Tout était sur les rails pourtant. On avait validé le synopsis, le calendrier, on discutait du contrat, du montant de l’à-valoir. Me faire éditer, bien sûr que c’était mon plan, au départ.

C’est toujours le plan quand on est auteur, de surcroît déjà publié. On frappe à la porte d’une ou plusieurs maisons d’édition quand on a un projet sous le bras. Un projet suffisamment obsessionnel pour s’y lancer à corps perdu, avec ce qui nous reste d’espace mental.

Bien sûr que j’avais peur de frôler le burn out, puisque ce serait en plus de tout le reste, le travail, les enfants. Je ne vis pas de mes livres. Écrire un manuscrit à plein temps, je ne peux plus me le permettre.

Mais le soutien immédiat de cet éditeur prestigieux, ça me donnerait des ailes. Du carburant. Une justification pour ce que je m’apprêtais à faire. Tout cumuler. Faire rentrer un rond dans un carré. Faire comme si ça allait passer. Je voyais le mur arriver et je fonçais droit dedans.

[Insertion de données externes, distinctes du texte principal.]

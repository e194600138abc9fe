use metrics::counter;
use tracing::{info, warn};

use crate::application::repos::{CreatePostParams, RepoError, UpdatePostParams};
use crate::domain::entities::PostRecord;
use crate::domain::posts::{
    InvalidPost, MUST_EXIST, PostAttributes, PostErrors, PostField, PostParams, ValidPost,
};

use super::service::AdminPostService;
use super::types::AdminPostError;

impl AdminPostService {
    pub async fn create_post(&self, params: PostParams) -> Result<PostRecord, AdminPostError> {
        let mut attributes = PostAttributes::default();
        attributes.assign(params);
        let valid = self.validate(attributes.clone()).await?;

        let post = self
            .writer
            .create_post(CreatePostParams {
                title: valid.title,
                summary: valid.summary,
                body: valid.body,
                active: valid.active,
                category_id: valid.category_id,
            })
            .await
            .map_err(|err| write_error(attributes, err))?;

        counter!("postboard_posts_created_total").increment(1);
        info!(
            target: "postboard::admin::posts",
            post_id = %post.id,
            category_id = %post.category_id,
            "Created post"
        );

        Ok(post)
    }

    /// Applies only the submitted fields on top of the stored post.
    pub async fn update_post(
        &self,
        post: &PostRecord,
        params: PostParams,
    ) -> Result<PostRecord, AdminPostError> {
        let mut attributes = PostAttributes::from(post);
        attributes.assign(params);
        let valid = self.validate(attributes.clone()).await?;

        let updated = self
            .writer
            .update_post(UpdatePostParams {
                id: post.id,
                title: valid.title,
                summary: valid.summary,
                body: valid.body,
                active: valid.active,
                category_id: valid.category_id,
            })
            .await
            .map_err(|err| write_error(attributes, err))?;

        counter!("postboard_posts_updated_total").increment(1);
        info!(
            target: "postboard::admin::posts",
            post_id = %updated.id,
            "Updated post"
        );

        Ok(updated)
    }

    pub async fn delete_post(&self, post: &PostRecord) -> Result<(), AdminPostError> {
        self.writer.delete_post(post.id).await?;

        counter!("postboard_posts_deleted_total").increment(1);
        info!(
            target: "postboard::admin::posts",
            post_id = %post.id,
            "Deleted post"
        );

        Ok(())
    }

    async fn validate(&self, attributes: PostAttributes) -> Result<ValidPost, AdminPostError> {
        let category_exists = match attributes.category_id {
            Some(id) => self.categories.find_category(id).await?.is_some(),
            None => false,
        };

        attributes.into_valid(category_exists).map_err(|invalid| {
            counter!("postboard_post_validation_failures_total").increment(1);
            warn!(
                target: "postboard::admin::posts",
                errors = %invalid.errors,
                "Rejected post attributes"
            );
            AdminPostError::from(invalid)
        })
    }
}

/// A category removed between validation and the write surfaces as the
/// same `must exist` failure the validation would have reported.
fn write_error(attributes: PostAttributes, err: RepoError) -> AdminPostError {
    match err {
        RepoError::MissingReference { constraint } => {
            counter!("postboard_post_validation_failures_total").increment(1);
            warn!(
                target: "postboard::admin::posts",
                constraint = %constraint,
                "Post references a category that no longer exists"
            );
            let mut errors = PostErrors::default();
            errors.add(PostField::Category, MUST_EXIST);
            AdminPostError::from(InvalidPost { attributes, errors })
        }
        other => AdminPostError::Repo(other),
    }
}
//! In-memory repositories and request helpers shared by the integration tests.

#![allow(dead_code)]

use std::sync::{
    Arc,
    atomic::{AtomicBool, AtomicI64, Ordering},
};

use async_trait::async_trait;
use axum::{
    Router,
    body::{Body, to_bytes},
    http::{Method, Request, Response, header},
};
use postboard::{
    application::{
        admin::{categories::AdminCategoryService, posts::AdminPostService},
        repos::{
            CategoriesRepo, CategoriesWriteRepo, CreateCategoryParams, CreatePostParams,
            HealthRepo, PostsRepo, PostsWriteRepo, RepoError, UpdatePostParams,
        },
    },
    domain::{
        entities::{CategoryRecord, PostRecord},
        posts::PostParams,
    },
    infra::http::{AdminState, build_admin_router},
};
use time::{Duration, OffsetDateTime, macros::datetime};
use tokio::sync::Mutex;
use tower::ServiceExt;
use uuid::Uuid;

const BASE_TIME: OffsetDateTime = datetime!(2025-07-10 12:00 UTC);

#[derive(Default)]
pub struct InMemoryStore {
    posts: Mutex<Vec<PostRecord>>,
    categories: Mutex<Vec<CategoryRecord>>,
    ticks: AtomicI64,
    fail_deletes: AtomicBool,
    orphan_writes: AtomicBool,
    unreachable: AtomicBool,
}

impl InMemoryStore {
    pub fn new() -> Arc<Self> {
        Arc::new(Self::default())
    }

    pub fn fail_deletes(&self) {
        self.fail_deletes.store(true, Ordering::SeqCst);
    }

    /// Post writes fail as if their category was removed after validation.
    pub fn orphan_writes(&self) {
        self.orphan_writes.store(true, Ordering::SeqCst);
    }

    fn check_category_reference(&self) -> Result<(), RepoError> {
        if self.orphan_writes.load(Ordering::SeqCst) {
            return Err(RepoError::MissingReference {
                constraint: "posts_category_id_fkey".to_string(),
            });
        }
        Ok(())
    }

    pub fn go_offline(&self) {
        self.unreachable.store(true, Ordering::SeqCst);
    }

    pub async fn posts(&self) -> Vec<PostRecord> {
        self.posts.lock().await.clone()
    }

    pub async fn post(&self, id: Uuid) -> Option<PostRecord> {
        self.posts
            .lock()
            .await
            .iter()
            .find(|post| post.id == id)
            .cloned()
    }

    fn next_timestamp(&self) -> OffsetDateTime {
        let tick = self.ticks.fetch_add(1, Ordering::SeqCst);
        BASE_TIME + Duration::seconds(tick)
    }
}

#[async_trait]
impl PostsRepo for InMemoryStore {
    async fn list_posts(&self) -> Result<Vec<PostRecord>, RepoError> {
        Ok(self.posts.lock().await.clone())
    }

    async fn count_posts(&self) -> Result<u64, RepoError> {
        Ok(self.posts.lock().await.len() as u64)
    }

    async fn find_by_id(&self, id: Uuid) -> Result<Option<PostRecord>, RepoError> {
        Ok(self.post(id).await)
    }
}

#[async_trait]
impl PostsWriteRepo for InMemoryStore {
    async fn create_post(&self, params: CreatePostParams) -> Result<PostRecord, RepoError> {
        self.check_category_reference()?;
        let now = self.next_timestamp();
        let post = PostRecord {
            id: Uuid::new_v4(),
            title: params.title,
            summary: params.summary,
            body: params.body,
            active: params.active,
            views: 0,
            category_id: params.category_id,
            created_at: now,
            updated_at: now,
        };
        self.posts.lock().await.push(post.clone());
        Ok(post)
    }

    async fn update_post(&self, params: UpdatePostParams) -> Result<PostRecord, RepoError> {
        self.check_category_reference()?;
        let now = self.next_timestamp();
        let mut posts = self.posts.lock().await;
        let post = posts
            .iter_mut()
            .find(|post| post.id == params.id)
            .ok_or(RepoError::NotFound)?;

        post.title = params.title;
        post.summary = params.summary;
        post.body = params.body;
        post.active = params.active;
        post.category_id = params.category_id;
        post.updated_at = now;

        Ok(post.clone())
    }

    async fn delete_post(&self, id: Uuid) -> Result<(), RepoError> {
        if self.fail_deletes.load(Ordering::SeqCst) {
            return Err(RepoError::from_persistence("simulated delete failure"));
        }

        let mut posts = self.posts.lock().await;
        let before = posts.len();
        posts.retain(|post| post.id != id);
        if posts.len() == before {
            return Err(RepoError::NotFound);
        }
        Ok(())
    }
}

#[async_trait]
impl CategoriesRepo for InMemoryStore {
    async fn list_categories(&self) -> Result<Vec<CategoryRecord>, RepoError> {
        Ok(self.categories.lock().await.clone())
    }

    async fn find_category(&self, id: Uuid) -> Result<Option<CategoryRecord>, RepoError> {
        Ok(self
            .categories
            .lock()
            .await
            .iter()
            .find(|category| category.id == id)
            .cloned())
    }
}

#[async_trait]
impl CategoriesWriteRepo for InMemoryStore {
    async fn create_category(
        &self,
        params: CreateCategoryParams,
    ) -> Result<CategoryRecord, RepoError> {
        let now = self.next_timestamp();
        let category = CategoryRecord {
            id: Uuid::new_v4(),
            title: params.title,
            url: params.url,
            created_at: now,
            updated_at: now,
        };
        self.categories.lock().await.push(category.clone());
        Ok(category)
    }
}

#[async_trait]
impl HealthRepo for InMemoryStore {
    async fn ping(&self) -> Result<(), RepoError> {
        if self.unreachable.load(Ordering::SeqCst) {
            return Err(RepoError::Timeout);
        }
        Ok(())
    }
}

pub fn post_service(store: &Arc<InMemoryStore>) -> AdminPostService {
    AdminPostService::new(store.clone(), store.clone(), store.clone())
}

pub fn category_service(store: &Arc<InMemoryStore>) -> AdminCategoryService {
    AdminCategoryService::new(store.clone(), store.clone())
}

pub fn app(store: &Arc<InMemoryStore>) -> Router {
    build_admin_router(AdminState {
        posts: Arc::new(post_service(store)),
        categories: Arc::new(category_service(store)),
        health: store.clone(),
    })
}

pub async fn seed_category(store: &Arc<InMemoryStore>, title: &str) -> CategoryRecord {
    store
        .create_category(CreateCategoryParams {
            title: Some(title.to_string()),
            url: None,
        })
        .await
        .expect("seed category")
}

pub async fn seed_post(store: &Arc<InMemoryStore>, category_id: Uuid) -> PostRecord {
    store
        .create_post(CreatePostParams {
            title: "Hi".to_string(),
            summary: "Short".to_string(),
            body: "Long enough body".to_string(),
            active: true,
            category_id,
        })
        .await
        .expect("seed post")
}

pub fn valid_params(category_id: Uuid) -> PostParams {
    PostParams {
        title: Some("Hi".to_string()),
        summary: Some("Short".to_string()),
        body: Some("Long enough body".to_string()),
        active: Some("1".to_string()),
        category_id: Some(category_id.to_string()),
    }
}

pub fn get(uri: &str) -> Request<Body> {
    Request::builder()
        .method(Method::GET)
        .uri(uri)
        .body(Body::empty())
        .expect("request should build")
}

pub fn form(method: Method, uri: &str, body: &str) -> Request<Body> {
    Request::builder()
        .method(method)
        .uri(uri)
        .header(header::CONTENT_TYPE, "application/x-www-form-urlencoded")
        .body(Body::from(body.to_string()))
        .expect("request should build")
}

pub async fn send(app: &Router, request: Request<Body>) -> Response<Body> {
    app.clone()
        .oneshot(request)
        .await
        .expect("router should respond")
}

pub fn location(response: &Response<Body>) -> String {
    response
        .headers()
        .get(header::LOCATION)
        .and_then(|value| value.to_str().ok())
        .expect("location header")
        .to_string()
}

pub async fn body_text(response: Response<Body>) -> String {
    let bytes = to_bytes(response.into_body(), usize::MAX)
        .await
        .expect("body should be readable");
    String::from_utf8(bytes.to_vec()).expect("utf-8 body")
}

Il ne manquait plus que ce dernier coup de fil pour sceller mon sort.

Mais ce coup de fil a tardé.

Je n'ai pas vu le red flag, je ne me suis pas inquiétée. J’avais leur soutien depuis le début, après tout. Sans avoir à fournir le moindre chapitre. Le thème à lui seul avait suffi. « Je sais de quoi tu es capable », m’avait dit la directrice éditoriale. Quand elle m’a enfin fait signe, j’étais confiante.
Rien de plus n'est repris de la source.